Evoluzione della cucina e Assassina killer

Un’Accademia nata quasi per gioco, un romanzo, una serie tv, un programma di cucina internazionale: ecco gli ingredienti che hanno lanciato nel mondo intero una ricetta semplice, ma innovativa.
Le conseguenze per la gastronomia barese non si sono fatte attendere. Da qualche anno i turisti non chiedono altro e ormai sono pochi i ristoranti che non hanno l’assassina in carta. Anche nelle case viene cucinata sempre più spesso e ha sostituito i grandi classici come le orecchiette alle cime di rapa o riso patate e cozze.
Se si guarda alla storia della cucina italiana ci si accorge che questo tipo di evoluzione c’è sempre stato. I piatti scompaiono, anche quelli più famosi, e altri prendono il loro posto: succede in continuazione. L’abbiamo visto succedere, ad esempio, con la carbonara a Roma che, nel giro di qualche decennio, ha messo in ombra tante specialità affermate fino agli anni ‘60 e ‘70 come le fettuccine alla romana o i cannelloni.
La differenza è che stavolta sta succedendo sotto i nostri occhi. Siamo di fronte a un’estinzione di massa a causa dell’asteroide Assassina, oppure è solo una moda passeggera?
Abbiamo chiesto ai protagonisti del successo di questo piatto di raccontarci il loro punto di vista.
Sandro Romano ha avuto il grande merito di scoprire le circostanze che hanno portato alla nascita del piatto incriminato. Senza di lui probabilmente non sapremmo come sono andate le cose. Da anni si occupa del fenomeno e ha un’idea piuttosto chiara su dove ci stia portando: «Non c’è un piatto in particolare della cucina barese che è in crisi per colpa dell’assassina, quello che è in crisi in questo momento è la ristorazione barese in generale. Quasi tutti sono alla ricerca di questa pasta che ha la caratteristica di essere piccante, ma soprattutto rosolata e non bruciata, come tutti pensano. Ciò è dovuto alla cattiva divulgazione fatta quando ancora non si conoscevano le caratteristiche di questo piatto: adesso qualsiasi cosa viene bruciata è chiamata “all’assassina”. Chi fa una cucina di qualità più attenta agli ingredienti, alle materie prime, agli aspetti salutistici, l'assassina non la fa. Quindi non direi che l'assassina ha messo in ombra alcuni piatti – spiega Romano – l'assassina ha offuscato la ristorazione barese che in questo momento è percepita come la cucina dell'assassina (e vi segnaliamo anche dove mangiare le migliori in città) e quindi non è considerata una ristorazione di qualità. Purtroppo, devo dire che chi la pensa così non ha tutti i torti».

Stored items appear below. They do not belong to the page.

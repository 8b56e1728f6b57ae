//! Layout components (navigation bar, status bar)

use crate::app::App;
use crate::content::portfolio::OWNER_NAME;
use crate::content::{Locale, Section};
use crate::state::View;
use ratatui::{
    layout::{Constraint, Direction, Layout, Rect},
    style::{Color, Modifier, Style},
    text::{Line, Span},
    widgets::Paragraph,
    Frame,
};

/// Rows taken by the navigation bar and the status bar
pub const CHROME_HEIGHT: u16 = 2;

/// Split the screen into navigation bar, content and status bar
pub fn create_layout(area: Rect) -> (Rect, Rect, Rect) {
    let chunks = Layout::default()
        .direction(Direction::Vertical)
        .constraints([
            Constraint::Length(1), // Navigation bar
            Constraint::Min(0),    // Content
            Constraint::Length(1), // Status bar
        ])
        .split(area);

    (chunks[0], chunks[1], chunks[2])
}

/// Draw the navigation bar with section shortcuts and the language toggle
pub fn draw_nav_bar(frame: &mut Frame, area: Rect, app: &App) {
    let locale = app.state.locale;
    let current = match app.state.current_view {
        View::Contact => Section::Contact,
        _ => app.state.current_section(),
    };

    let mut spans = vec![
        Span::styled(
            format!(" {OWNER_NAME} "),
            Style::default()
                .fg(Color::Magenta)
                .add_modifier(Modifier::BOLD),
        ),
        Span::raw(" "),
    ];

    for section in Section::NAV {
        let key = section.nav_key().unwrap_or(' ');
        let label_style = if section == current {
            Style::default()
                .fg(Color::Cyan)
                .add_modifier(Modifier::BOLD)
        } else {
            Style::default().fg(Color::Gray)
        };
        spans.push(Span::styled(
            format!("{key}:"),
            Style::default().fg(Color::DarkGray),
        ));
        spans.push(Span::styled(section.nav_label().get(locale), label_style));
        spans.push(Span::raw("  "));
    }

    spans.push(Span::styled("t:", Style::default().fg(Color::DarkGray)));
    spans.push(Span::styled(
        format!("[{}]", locale.toggle_flag()),
        Style::default().fg(Color::Yellow),
    ));

    let nav = Paragraph::new(Line::from(spans)).style(Style::default().bg(Color::Black));
    frame.render_widget(nav, area);
}

/// Draw the status bar
pub fn draw_status_bar(frame: &mut Frame, area: Rect, app: &App) {
    let mut spans = vec![Span::styled(
        format!(" {} ", get_view_hints(app.state.current_view, app.state.locale)),
        Style::default().fg(Color::Black),
    )];

    if app.state.contact.is_submitting() {
        spans.push(Span::raw("| "));
        spans.push(Span::styled(
            crate::content::portfolio::SENDING_LABEL.get(app.state.locale),
            Style::default().fg(Color::Yellow),
        ));
        spans.push(Span::raw(" "));
    }

    if let Some(msg) = &app.state.status_message {
        spans.push(Span::raw("| "));
        spans.push(Span::styled(msg.as_str(), Style::default().fg(Color::Green)));
    }

    let status = Paragraph::new(Line::from(spans)).style(Style::default().bg(Color::DarkGray));
    frame.render_widget(status, area);
}

/// Get keyboard hints for the current view
fn get_view_hints(view: View, locale: Locale) -> String {
    match (view, locale) {
        (View::Splash, _) => "Press any key to skip".to_string(),
        (View::Portfolio, Locale::En) => {
            "j/k:scroll  1-5:section  c:contact  d:CV  g/i/m:copy  t:lang  q:quit".to_string()
        }
        (View::Portfolio, Locale::Fr) => {
            "j/k:défiler  1-5:section  c:contact  d:CV  g/i/m:copier  t:langue  q:quitter"
                .to_string()
        }
        (View::Contact, Locale::En) => format!(
            "Tab:next  {}:send  Esc:back",
            crate::platform::SUBMIT_SHORTCUT
        ),
        (View::Contact, Locale::Fr) => format!(
            "Tab:suivant  {}:envoyer  Esc:retour",
            crate::platform::SUBMIT_SHORTCUT
        ),
    }
}

#[cfg(test)]
mod tests {
    use super::*;

    #[test]
    fn test_layout_reserves_chrome_rows() {
        let (nav, content, status) = create_layout(Rect::new(0, 0, 80, 24));
        assert_eq!(nav.height, 1);
        assert_eq!(status.height, 1);
        assert_eq!(content.height, 24 - CHROME_HEIGHT);
        assert_eq!(status.y, 23);
    }

    #[test]
    fn test_hints_follow_locale() {
        assert!(get_view_hints(View::Portfolio, Locale::En).contains("quit"));
        assert!(get_view_hints(View::Portfolio, Locale::Fr).contains("quitter"));
        assert!(get_view_hints(View::Contact, Locale::En).contains("send"));
    }
}
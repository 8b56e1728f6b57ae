//! Contact form page

use super::components::{render_button, ButtonLook, BUTTON_HEIGHT};
use super::field_renderer::draw_field;
use crate::app::App;
use crate::content::portfolio::{
    CANCEL_LABEL, EMAIL_LABEL, MESSAGE_LABEL, NAME_LABEL, NAME_REQUIRED, SEND_LABEL,
    SENDING_LABEL,
};
use crate::content::{Locale, Section};
use crate::platform::SUBMIT_SHORTCUT;
use crate::state::{ContactButton, ContactField};
use ratatui::{
    layout::{Constraint, Direction, Layout, Rect},
    style::{Color, Modifier, Style},
    text::{Line, Span},
    widgets::{Block, Borders, Paragraph},
    Frame,
};

/// Widest the form gets on large terminals
const MAX_FORM_WIDTH: u16 = 72;

/// Draw the contact form
pub fn draw(frame: &mut Frame, area: Rect, app: &App) {
    let locale = app.state.locale;
    let controller = &app.state.contact;
    let form = &controller.form;

    let width = area.width.min(MAX_FORM_WIDTH);
    let area = Rect {
        x: area.x + (area.width - width) / 2,
        width,
        ..area
    };

    let block = Block::default()
        .title(Span::styled(
            format!(" {} ", Section::Contact.heading().get(locale)),
            Style::default()
                .fg(Color::Cyan)
                .add_modifier(Modifier::BOLD),
        ))
        .borders(Borders::ALL)
        .border_style(Style::default().fg(Color::Cyan));
    frame.render_widget(block, area);

    let chunks = Layout::default()
        .direction(Direction::Vertical)
        .constraints([
            Constraint::Length(3),             // Name
            Constraint::Length(3),             // Email
            Constraint::Min(5),                // Message
            Constraint::Length(BUTTON_HEIGHT), // Buttons
            Constraint::Length(1),             // Help text
        ])
        .margin(1)
        .split(area);

    let active = form.active_contact_field();
    let name_hint = controller
        .name_required()
        .then(|| NAME_REQUIRED.get(locale));

    draw_field(
        frame,
        chunks[0],
        NAME_LABEL.get(locale),
        form.field(ContactField::Name),
        active == Some(ContactField::Name),
        name_hint,
    );
    draw_field(
        frame,
        chunks[1],
        EMAIL_LABEL.get(locale),
        form.field(ContactField::Email),
        active == Some(ContactField::Email),
        None,
    );
    draw_field(
        frame,
        chunks[2],
        MESSAGE_LABEL.get(locale),
        form.field(ContactField::Message),
        active == Some(ContactField::Message),
        None,
    );

    let buttons = Layout::default()
        .direction(Direction::Horizontal)
        .constraints([Constraint::Percentage(50), Constraint::Percentage(50)])
        .split(chunks[3]);

    let on_buttons = form.is_buttons_row_active();
    render_button(
        frame,
        buttons[0],
        CANCEL_LABEL.get(locale),
        ButtonLook::of(on_buttons && form.selected_button == ContactButton::Back, false),
    );
    let send_label = if controller.is_submitting() {
        SENDING_LABEL.get(locale)
    } else {
        SEND_LABEL.get(locale)
    };
    render_button(
        frame,
        buttons[1],
        send_label,
        ButtonLook::of(
            on_buttons && form.selected_button == ContactButton::Send,
            controller.is_submitting(),
        ),
    );

    let (next, send, back) = match locale {
        Locale::En => (": next field  ", ": send  ", ": back"),
        Locale::Fr => (": champ suivant  ", ": envoyer  ", ": retour"),
    };
    let key = Style::default().fg(Color::Cyan);
    let help = Paragraph::new(Line::from(vec![
        Span::styled("Tab", key),
        Span::raw(next),
        Span::styled(SUBMIT_SHORTCUT, key),
        Span::raw(send),
        Span::styled("Esc", key),
        Span::raw(back),
    ]))
    .style(Style::default().fg(Color::DarkGray));
    frame.render_widget(help, chunks[4]);
}
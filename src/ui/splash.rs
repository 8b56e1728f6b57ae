//! Splash screen rendering with block-letter name

use crate::state::{SplashPhase, SplashState};
use crate::ui::widgets::text_width;
use ratatui::{
    layout::Rect,
    style::{Color, Style},
    text::{Line, Span},
    widgets::Paragraph,
    Frame,
};

const LOGO: [&str; 5] = [
    "█   █   ███   █████  █████  █████   ███ ",
    "██ ██  █   █    █      █    █      █   █",
    "█ █ █  █████    █      █    ████   █   █",
    "█   █  █   █    █      █    █      █   █",
    "█   █  █   █    █      █    █████   ███ ",
];

/// Build the logo with a blue-to-purple gradient, one color per row
fn build_logo() -> Vec<Line<'static>> {
    const GRADIENT: [Color; 5] = [
        Color::Rgb(59, 130, 246),
        Color::Rgb(86, 118, 246),
        Color::Rgb(113, 106, 246),
        Color::Rgb(140, 94, 246),
        Color::Rgb(168, 85, 247),
    ];
    LOGO.iter()
        .zip(GRADIENT)
        .map(|(row, color)| Line::from(Span::styled(*row, Style::default().fg(color))))
        .collect()
}

/// Draw the splash screen
pub fn draw(frame: &mut Frame, area: Rect, splash_state: &SplashState) {
    let lines = build_logo();

    let logo_height = lines.len() as u16;
    let logo_width = text_width(LOGO[0]);

    // Center position with scroll offset (can go above the screen)
    let base_y = area.y as i32 + (area.height.saturating_sub(logo_height)) as i32 / 2;
    let y_pos = base_y - splash_state.scroll_offset as i32;
    let x = area.x + (area.width.saturating_sub(logo_width)) / 2;

    let lines_off_top = if y_pos < 0 { (-y_pos) as usize } else { 0 };
    if lines_off_top >= lines.len() {
        return;
    }

    let visible_lines: Vec<Line> = lines.into_iter().skip(lines_off_top).collect();
    let visible_height = visible_lines.len() as u16;
    let render_y = if y_pos < 0 { area.y } else { y_pos as u16 };

    let logo_area = Rect {
        x,
        y: render_y,
        width: logo_width.min(area.width),
        height: visible_height.min(area.height),
    };
    frame.render_widget(Paragraph::new(visible_lines), logo_area);

    // "Press any key to skip" hint at bottom while the name holds still
    if splash_state.phase() == SplashPhase::Display && area.height > 2 {
        let hint = "Press any key to skip";
        let hint_width = text_width(hint);
        let hint_area = Rect {
            x: area.x + (area.width.saturating_sub(hint_width)) / 2,
            y: area.y + area.height - 2,
            width: hint_width.min(area.width),
            height: 1,
        };
        let hint_line = Line::from(Span::styled(hint, Style::default().fg(Color::DarkGray)));
        frame.render_widget(Paragraph::new(hint_line), hint_area);
    }
}
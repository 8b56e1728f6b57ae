//! Portfolio content and localization

mod locale;
pub mod portfolio;

pub use locale::Locale;
pub use portfolio::Section;
//! Configuration handling: preferences file and EmailJS credentials

use crate::content::Locale;
use crate::email::DEFAULT_API_URL;
use directories::ProjectDirs;
use serde::{Deserialize, Serialize};
use std::fs;
use std::io;
use std::path::{Path, PathBuf};
use thiserror::Error;

/// Environment variable holding the EmailJS service id
pub const SERVICE_ID_VAR: &str = "EMAILJS_SERVICE_ID";
/// Environment variable holding the EmailJS template id
pub const TEMPLATE_ID_VAR: &str = "EMAILJS_TEMPLATE_ID";
/// Environment variable holding the EmailJS public key
pub const PUBLIC_KEY_VAR: &str = "EMAILJS_PUBLIC_KEY";

#[derive(Debug, Error)]
pub enum ConfigError {
    #[error("{0} is not set")]
    MissingVar(&'static str),
    #[error("failed to read {path}: {source}")]
    Io {
        path: PathBuf,
        #[source]
        source: io::Error,
    },
    #[error("invalid preferences in {path}: {source}")]
    Json {
        path: PathBuf,
        #[source]
        source: serde_json::Error,
    },
}

/// User preferences for the portfolio
#[derive(Debug, Clone, Serialize, Deserialize, Default)]
pub struct PortfolioConfig {
    /// Language shown at startup
    pub locale: Option<Locale>,
    /// Where the CV PDF lives
    pub cv_path: Option<PathBuf>,
    /// EmailJS endpoint override
    pub api_url: Option<String>,
}

impl PortfolioConfig {
    /// Get the config file path
    fn config_path() -> Option<PathBuf> {
        ProjectDirs::from("dev", "matteo", "portfolio-tui")
            .map(|dirs| dirs.config_dir().join("config.json"))
    }

    /// Load configuration from the platform config dir
    pub fn load() -> Result<Self, ConfigError> {
        match Self::config_path() {
            Some(path) => Self::load_from(&path),
            None => Ok(Self::default()),
        }
    }

    /// Load configuration from a file, defaults when it does not exist
    pub fn load_from(path: &Path) -> Result<Self, ConfigError> {
        if !path.exists() {
            return Ok(Self::default());
        }

        let content = fs::read_to_string(path).map_err(|source| ConfigError::Io {
            path: path.to_path_buf(),
            source,
        })?;
        let config = serde_json::from_str(&content).map_err(|source| ConfigError::Json {
            path: path.to_path_buf(),
            source,
        })?;
        tracing::debug!("loaded preferences from {}", path.display());
        Ok(config)
    }

    pub fn locale(&self) -> Locale {
        self.locale.unwrap_or_default()
    }

    pub fn api_url(&self) -> &str {
        self.api_url.as_deref().unwrap_or(DEFAULT_API_URL)
    }

    /// CV location, defaulting to the file name in the working directory
    pub fn cv_path(&self) -> PathBuf {
        self.cv_path
            .clone()
            .unwrap_or_else(|| PathBuf::from(crate::content::portfolio::CV_FILE_NAME))
    }
}

/// The three opaque EmailJS secrets
#[derive(Clone, PartialEq, Eq)]
pub struct EmailJsCredentials {
    pub service_id: String,
    pub template_id: String,
    pub public_key: String,
}

impl std::fmt::Debug for EmailJsCredentials {
    fn fmt(&self, f: &mut std::fmt::Formatter<'_>) -> std::fmt::Result {
        f.debug_struct("EmailJsCredentials")
            .field("service_id", &self.service_id)
            .field("template_id", &self.template_id)
            .field("public_key", &"<redacted>")
            .finish()
    }
}

impl EmailJsCredentials {
    /// Read credentials from the process environment
    pub fn from_env() -> Result<Self, ConfigError> {
        Self::from_lookup(|name| std::env::var(name).ok())
    }

    /// Read credentials through an arbitrary lookup. Empty values count as missing.
    pub fn from_lookup<F>(lookup: F) -> Result<Self, ConfigError>
    where
        F: Fn(&str) -> Option<String>,
    {
        let require = |name: &'static str| {
            lookup(name)
                .filter(|value| !value.trim().is_empty())
                .ok_or(ConfigError::MissingVar(name))
        };

        Ok(Self {
            service_id: require(SERVICE_ID_VAR)?,
            template_id: require(TEMPLATE_ID_VAR)?,
            public_key: require(PUBLIC_KEY_VAR)?,
        })
    }
}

Bari, Lolita e la città dell’Assassina

Chi ha buttato il sasso che ha creato la valanga è stata Gabriella Genisi: dopo Lolita Lobosco è cambiato tutto. «Il libro è stato importante, ma è la fiction che ha creato il fenomeno di massa. Non parlo solo dell’assassina, ma del turismo a Bari. Qualche premessa c’era stata anche prima: nel 2019 Matera è stata eletta capitale della cultura e l'aeroporto di riferimento era Bari, quindi il turista che doveva prendere l'aereo coglieva l’occasione per fare un giro a Bari. Però era un fenomeno mordi e fuggi, magari si mangiava solo un panino e si ripartiva. Il vero turismo a Bari l'ha creato Lolita Lobosco».
Ma l’assassina ha una parte importante: «Questa ricetta ha il grande pregio di avere anche una preparazione scenografica, bella da vedere. Non si fa solo nei ristoranti, ma spesso anche a casa e ha sostituito le ricette delle classiche spaghettate di mezzanotte: niente più aglio, olio e peperoncino, ma spaghetti all’assassina. D’altra parte, penso davvero che in qualche modo stia “assassinando” i più famosi piatti baresi. Se prima le ricette di riferimento a Bari erano patate, riso e cozze, orecchiette con le cime di rapa e cicorie e fave, ora i turisti non le chiedono quasi più, a meno che non si fermino più giorni. Chi arriva a Bari per un giorno chiede l'assassina. Non ci sono dubbi: Bari è diventata la città dell'assassina».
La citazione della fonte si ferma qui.